Попытки объяснить неоднородность представленных данных показали, что для одной системы стресса – ВНС смешанного влияния – возраст положительно предсказал величину эффекта. Это указывает на то, что немедленные реакции на стресс со стороны ВНС смешанного влияния, возможно, выше у лиц с СП, чем у контрольной группы, по мере взросления. При этом нельзя сделать однозначный вывод о том, был ли этот эффект замедления вызван симпато-вагусными изменениями, которые естественным образом возникают с возрастом, т.е. сдвигом в сторону повышения симпатического и снижения парасимпатического тонуса [21], или же параметры ЧСС и АД несопоставимы при СП в более зрелом возрасте. Для будущих исследований было бы интересно выявить потенциальные различия разных возрастных групп, поскольку это могло бы расширить понимание основных биологических механизмов СП. Кроме того, нельзя исключить влияния на ВНС и гипоталамо-гипофизарно-надпочечниковую ось дополнительных факторов, таких как прием лекарств, в частности адреноблокаторов.

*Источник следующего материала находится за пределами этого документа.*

//! Item extraction: utterance -> ordered `(item, quantity)` pairs.
//!
//! Two strategies run in order and the first non-empty result is
//! authoritative (results are never merged):
//!
//! ```text
//! utterance ── direct scan ──────────── items? ── yes → DirectScan
//!   (names longest first, consumed         │
//!    spans never matched twice)            no
//!                                          │
//!              segment fallback ───────────┴──────── → Segments
//!   (strip stop words, split on connectors,
//!    leading count / number word, match cascade)
//! ```
//!
//! Direct scan walks catalog names longest first so "burger" can never match
//! inside an already consumed "chicken burger", and reports hits in that scan
//! order. Every hit marks its byte span as consumed; the text before a hit,
//! minus consumed spans, feeds the quantity parser. A name is only searched
//! in the original text, never across a consumed span.

use super::catalog::CatalogIndex;
use super::matcher::{ItemMatcher, MatchKind};
use super::quantity::parse_quantity;
use crate::rules::lexicon::{NUMBER_WORDS, connectors, leading_count, parse_count, stop_words, whitespace_runs};
use crate::{LineItem, normalize};
use std::ops::Range;

/// Which extraction strategy produced the items.
#[derive(Debug, Clone, Copy, PartialEq, Eq)]
pub enum ExtractionStrategy {
    DirectScan,
    Segments,
}

/// One step of an extraction, kept for verbose output.
#[derive(Debug, Clone, PartialEq)]
pub struct MatchTrace {
    /// Matched catalog name (direct scan) or item phrase (segment fallback).
    pub segment: String,
    pub quantity: u32,
    /// Name of the resolved item, if any.
    pub item: Option<String>,
    /// Cascade step that resolved a segment; `None` for direct-scan hits.
    pub kind: Option<MatchKind>,
}

#[derive(Debug, Clone, Default, PartialEq)]
pub(crate) struct Extraction {
    pub items: Vec<LineItem>,
    pub strategy: Option<ExtractionStrategy>,
    pub trace: Vec<MatchTrace>,
}

impl Extraction {
    pub fn is_empty(&self) -> bool {
        self.items.is_empty()
    }
}

/// Byte ranges of the working text already claimed by a match.
#[derive(Debug, Default)]
struct ConsumedSpans {
    spans: Vec<Range<usize>>,
}

impl ConsumedSpans {
    fn overlaps(&self, range: &Range<usize>) -> bool {
        self.spans.iter().any(|s| s.start < range.end && range.start < s.end)
    }

    fn insert(&mut self, range: Range<usize>) {
        debug_assert!(!self.overlaps(&range));
        let at = self.spans.partition_point(|s| s.start < range.start);
        self.spans.insert(at, range);
    }

    /// `text[..end]` with every consumed span cut out.
    fn text_before(&self, text: &str, end: usize) -> String {
        let mut out = String::with_capacity(end);
        let mut cursor = 0;
        for span in self.spans.iter().take_while(|s| s.start < end) {
            out.push_str(&text[cursor..span.start]);
            cursor = span.end.min(end);
        }
        if cursor < end {
            out.push_str(&text[cursor..end]);
        }
        out
    }

    /// First occurrence of `needle` in `text` that does not touch a consumed span.
    fn find_free(&self, text: &str, needle: &str) -> Option<Range<usize>> {
        text.match_indices(needle).map(|(start, m)| start..start + m.len()).find(|r| !self.overlaps(r))
    }
}

pub(crate) struct ItemExtractor<'c> {
    catalog: &'c CatalogIndex,
    matcher: ItemMatcher,
}

impl<'c> ItemExtractor<'c> {
    pub fn new(catalog: &'c CatalogIndex, matcher: ItemMatcher) -> Self {
        ItemExtractor { catalog, matcher }
    }

    /// Extract line items from `utterance`; empty when nothing resolves.
    pub fn extract(&self, utterance: &str) -> Extraction {
        let text = normalize(utterance);

        let direct = self.direct_scan(&text);
        if !direct.is_empty() {
            tracing::debug!(items = direct.items.len(), "direct scan extracted items");
            return direct;
        }

        let segments = self.segments(&text);
        tracing::debug!(items = segments.items.len(), "segment fallback finished");
        segments
    }

    fn direct_scan(&self, text: &str) -> Extraction {
        let mut consumed = ConsumedSpans::default();
        let mut extraction = Extraction::default();

        for (name, item) in self.catalog.names_longest_first() {
            if name.is_empty() {
                continue;
            }
            let Some(span) = consumed.find_free(text, name) else {
                continue;
            };

            let quantity = parse_quantity(&consumed.text_before(text, span.start));
            extraction.trace.push(MatchTrace { segment: name.to_string(), quantity, item: Some(item.name.clone()), kind: None });
            extraction.items.push(LineItem { item: item.clone(), quantity });
            consumed.insert(span);
        }

        if !extraction.items.is_empty() {
            extraction.strategy = Some(ExtractionStrategy::DirectScan);
        }
        extraction
    }

    fn segments(&self, text: &str) -> Extraction {
        let stripped = stop_words().replace_all(text, " ");
        let cleaned = whitespace_runs().replace_all(&stripped, " ");

        let mut extraction = Extraction::default();
        for part in connectors().split(cleaned.trim()) {
            let part = part.trim();
            if part.is_empty() {
                continue;
            }

            let (quantity, phrase) = split_quantity(part);
            let hit = self.matcher.resolve(self.catalog, phrase);

            extraction.trace.push(MatchTrace {
                segment: phrase.to_string(),
                quantity,
                item: hit.map(|m| m.item.name.clone()),
                kind: hit.map(|m| m.kind),
            });
            if let Some(m) = hit {
                extraction.items.push(LineItem { item: m.item.clone(), quantity });
            }
        }

        if !extraction.items.is_empty() {
            extraction.strategy = Some(ExtractionStrategy::Segments);
        }
        extraction
    }
}

/// Split a segment into its leading quantity and the item phrase.
fn split_quantity(part: &str) -> (u32, &str) {
    if let Some(caps) = leading_count().captures(part) {
        if let (Some(count), Some(rest)) = (parse_count(&caps[1]), caps.get(2)) {
            return (count, rest.as_str());
        }
    }

    for (word, count) in NUMBER_WORDS {
        if let Some(rest) = part.strip_prefix(word).filter(|rest| rest.starts_with(' ')) {
            return (*count, rest.trim());
        }
    }

    (1, part)
}

#[cfg(test)]
mod tests {
    use super::*;
    use crate::MenuItem;
    use crate::engine::MatchStrategies;

    fn catalog() -> CatalogIndex {
        CatalogIndex::new(
            vec![
                MenuItem::new(1, "Veg Burger", 149.0, "Burgers", true),
                MenuItem::new(2, "Burger", 129.0, "Burgers", true),
                MenuItem::new(3, "Chicken Burger", 199.0, "Burgers", false),
                MenuItem::new(4, "Coke", 49.0, "Beverages", true),
                MenuItem::new(5, "Margherita Pizza", 299.0, "Pizza", true),
                MenuItem::new(6, "Paneer Tikka", 219.0, "Starters", true),
            ],
            3,
        )
    }

    fn extract(utterance: &str) -> (Vec<(i64, u32)>, Option<ExtractionStrategy>) {
        let catalog = catalog();
        let extractor = ItemExtractor::new(&catalog, ItemMatcher::new(0.5, MatchStrategies::all()));
        let out = extractor.extract(utterance);
        (out.items.iter().map(|li| (li.item.id, li.quantity)).collect(), out.strategy)
    }

    #[test]
    fn quantities_bind_to_nearest_item() {
        let (items, strategy) = extract("two veg burgers and a coke");
        assert_eq!(items, vec![(1, 2), (4, 1)]);
        assert_eq!(strategy, Some(ExtractionStrategy::DirectScan));
    }

    #[test]
    fn longest_name_wins() {
        assert_eq!(extract("add a chicken burger").0, vec![(3, 1)]);
        assert_eq!(extract("add a burger").0, vec![(2, 1)]);
    }

    #[test]
    fn items_come_back_in_scan_order() {
        // longer names are found first, wherever they sit in the utterance
        assert_eq!(extract("a coke and 3 chicken burgers").0, vec![(3, 3), (4, 1)]);
        assert_eq!(extract("coke, paneer tikka and 2 veg burgers").0, vec![(6, 1), (1, 2), (4, 1)]);
    }

    #[test]
    fn names_never_match_across_consumed_spans() {
        let catalog = CatalogIndex::new(
            vec![MenuItem::new(1, "Cola", 49.0, "Beverages", true), MenuItem::new(2, "Tea", 29.0, "Beverages", true)],
            3,
        );
        let extractor = ItemExtractor::new(&catalog, ItemMatcher::new(0.5, MatchStrategies::all()));
        let names: Vec<String> = extractor.extract("tcolaea").items.into_iter().map(|li| li.item.name).collect();
        assert_eq!(names, vec!["Cola".to_string()]);
    }

    #[test]
    fn same_name_is_taken_once() {
        assert_eq!(extract("coke and coke").0, vec![(4, 1)]);
    }

    #[test]
    fn consumed_spans_do_not_leak_into_quantities() {
        // "2" belongs to the burger; the coke's preceding text is "2 s, a ".
        assert_eq!(extract("2 veg burgers, a coke").0, vec![(1, 2), (4, 1)]);
        assert_eq!(extract("veg burger 4 coke").0, vec![(1, 1), (4, 4)]);
    }

    #[test]
    fn falls_back_to_segments_for_misspellings() {
        let (items, strategy) = extract("margherita piza, 3 paneer tika");
        assert_eq!(items, vec![(5, 1), (6, 3)]);
        assert_eq!(strategy, Some(ExtractionStrategy::Segments));
    }

    #[test]
    fn segment_number_words_are_stripped() {
        assert_eq!(extract("two margherita piza").0, vec![(5, 2)]);
        assert_eq!(extract("half dozen paneer tika").0, vec![(6, 6)]);
    }

    #[test]
    fn unresolvable_segments_are_dropped() {
        let (items, strategy) = extract("xyz, margherita piza");
        assert_eq!(items, vec![(5, 1)]);
        assert_eq!(strategy, Some(ExtractionStrategy::Segments));
    }

    #[test]
    fn nothing_resolves_to_empty() {
        for input in ["", "   ", "???", "qqq", "please"] {
            let (items, strategy) = extract(input);
            assert!(items.is_empty(), "expected nothing for {input:?}, got {items:?}");
            assert_eq!(strategy, None);
        }
    }

    #[test]
    fn consumed_spans_cut_text() {
        let mut consumed = ConsumedSpans::default();
        consumed.insert(4..8);
        consumed.insert(0..2);
        assert_eq!(consumed.text_before("abcdefghij", 10), "cdij");
        assert_eq!(consumed.text_before("abcdefghij", 6), "cd");
        assert_eq!(consumed.find_free("ab ab", "ab"), None);
        assert!(consumed.overlaps(&(5..6)));
    }

    #[test]
    fn split_quantity_forms() {
        assert_eq!(split_quantity("3 coke"), (3, "coke"));
        assert_eq!(split_quantity("0 coke"), (1, "0 coke"));
        assert_eq!(split_quantity("an apple pie"), (1, "apple pie"));
        assert_eq!(split_quantity("a coke"), (1, "coke"));
        assert_eq!(split_quantity("few cokes"), (3, "cokes"));
        assert_eq!(split_quantity("tenders"), (1, "tenders"));
        assert_eq!(split_quantity("coke"), (1, "coke"));
    }
}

Чтобы более качественно выяснить психобиологические факторы риска и последствия СП, необходимо его изучение на больших выборках, в том числе в группах пациентов с коморбидной патологией. Более того, лонгитудинальные исследования, например, начиная с первого эпизода СП, еще больше улучшат наше понимание психобиологических траекторий этой патологии.
Исследования показывают, что реакция на стресс претерпевает значительные изменения при СП. Формирование более четких представлений о психическом здоровье в условиях стресса возможно только в том случае, если рассматривать механизмы его устойчивости в полимодальном спектре. В дополнение к снижению реактивности гипоталамо-гипофизарно-надпочечниковой оси установлено, что более высокая концентрация катехоламинергических веществ может представлять собой психобиологическую предрасположенность и возможный фактор уязвимости, объясняющий механизмы СП в ответ на психосоциальный стресс. Однако парасимпатическая дисрегуляция ВНС может открыть потенциальные возможности для нейромодуляционных методов лечения, таких как чрескожная стимуляция блуждающего нерва (tVNS), неинвазивный метод, воздействующий на ушную ветвь вагуса [19]. Сообщалось о многообещающих эффектах tVNS у пациентов с посттравматическим стрессовым расстройством и депрессией [32], где было показано, что функционально tVNS помогает повысить парасимпатическую гиперактивацию за счет увеличения ЧСС и в то же время модулируя нейрональную активность мозга, участвующую в регуляции эмоций, например, голубого пятна. Воздействие на нейромодуляцию – если оно окажется эффективным и практичным при СП – может стать ценным дополнением к уже существующей психотерапии, где когнитивно-поведенческие модели рассматриваются как базовое направление из-за его основной цели – уменьшение эмоционального стресса и повышение навыков преодоления стресса в целом [31].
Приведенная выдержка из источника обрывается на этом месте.